Install only if you trust the Indigo MCP provider and intend to use wallet-connected staking tools. Treat every returned CBOR value as a real transaction proposal: verify the wallet address, staking position, amount units, fees, rewards, and resulting asset movement before signing.

SkillSpector

By NVIDIA
Vulnerability Patterns
  • Data ExfiltrationExternal Transmission, Env Variable Harvesting, File System Enumeration
  • Excessive AgencyUnrestricted Tool Access, Autonomous Decision Making, Scope Creep
  • Trigger AbuseOverly Broad Trigger, Shadow Command Trigger, Keyword Baiting Trigger
  • Prompt InjectionInstruction Override, Hidden Instructions, Exfiltration Commands
  • Privilege EscalationExcessive Permissions, Sudo/Root Execution, Credential Access
Findings (7)

Scope Creep

High
Confidence
96% confidence
Finding
The manifest declares only Read/Glob/Grep, but the skill documentation advertises state-changing operations such as opening, adjusting, closing staking positions, and distributing rewards. This mismatch can mislead users, auditors, or orchestration layers about the skill’s true capabilities, weakening trust boundaries and increasing the risk of unauthorized or unexpected financial actions if connected tooling exists elsewhere.

Missing User Warnings

Medium
Confidence
92% confidence
Finding
The skill description says users can 'open, adjust, or close staking positions' without warning that these are blockchain state changes that may be irreversible and financially impactful. In a staking context, omission of such warnings can cause users or downstream agents to treat risky actions like routine queries, increasing the chance of unintended token movements or position changes.

Missing User Warnings

Medium
Confidence
90% confidence
Finding
Documenting reward distribution without noting that it may submit a blockchain transaction obscures that this is not a passive read operation.
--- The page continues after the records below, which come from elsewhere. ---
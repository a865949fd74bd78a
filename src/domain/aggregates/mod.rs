//! Domain aggregates

pub mod cart;
pub mod coupon;
pub mod engagement;
pub mod order;
pub mod product;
In a financial protocol skill, users need clear notice that distributing rewards can trigger state changes, fees, and timing-sensitive outcomes.

Missing User Warnings

Medium
Confidence
92% confidence
Finding
The write-operation section documents tools that generate unsigned transactions capable of opening, modifying, closing, or rewarding staking positions, but it does not explicitly warn users that these actions can materially change on-chain state and may lead to asset movement once signed. In an agent setting, weak signaling around transaction-generating operations increases the risk of accidental approval, confused-deputy behavior, or misuse by downstream integrators who may treat these tools like harmless queries.

Missing User Warnings

Medium
Confidence
91% confidence
Finding
This skill documents stake adjustment and full closure flows that move or withdraw on-chain assets, but it does not instruct the agent to require an explicit confirmation before generating a transaction for partially unstaking or closing a position. In a wallet-connected agent context, users may phrase requests ambiguously or misunderstand that these actions can permanently change staking balances and claim/withdraw rewards, increasing the risk of unintended asset movement.

Missing User Warnings

Low
Confidence
92% confidence
Finding
The skill encourages querying staking positions by owner address without warning that stake keys and wallet addresses can expose a user's financial holdings, rewards, and activity history. In a blockchain context, these identifiers are often public but still privacy-sensitive, and prompting users to provide them casually can lead to unnecessary disclosure or aggregation of sensitive financial data.

Missing User Warnings

Medium
Confidence
91% confidence
Finding
The skill instructs the agent to invoke a permissionless on-chain reward distribution action and notes only that it returns transaction CBOR, but it does not explicitly warn the user before action that this creates a transaction requiring signature, consumes network fees, and changes protocol state for all stakers. In an agent setting, that omission can cause users to approve or trigger blockchain actions without understanding the cost or consequence, increasing the risk of unintended transactions and fee spending.

VirusTotal

66/66 vendors flagged this skill as clean.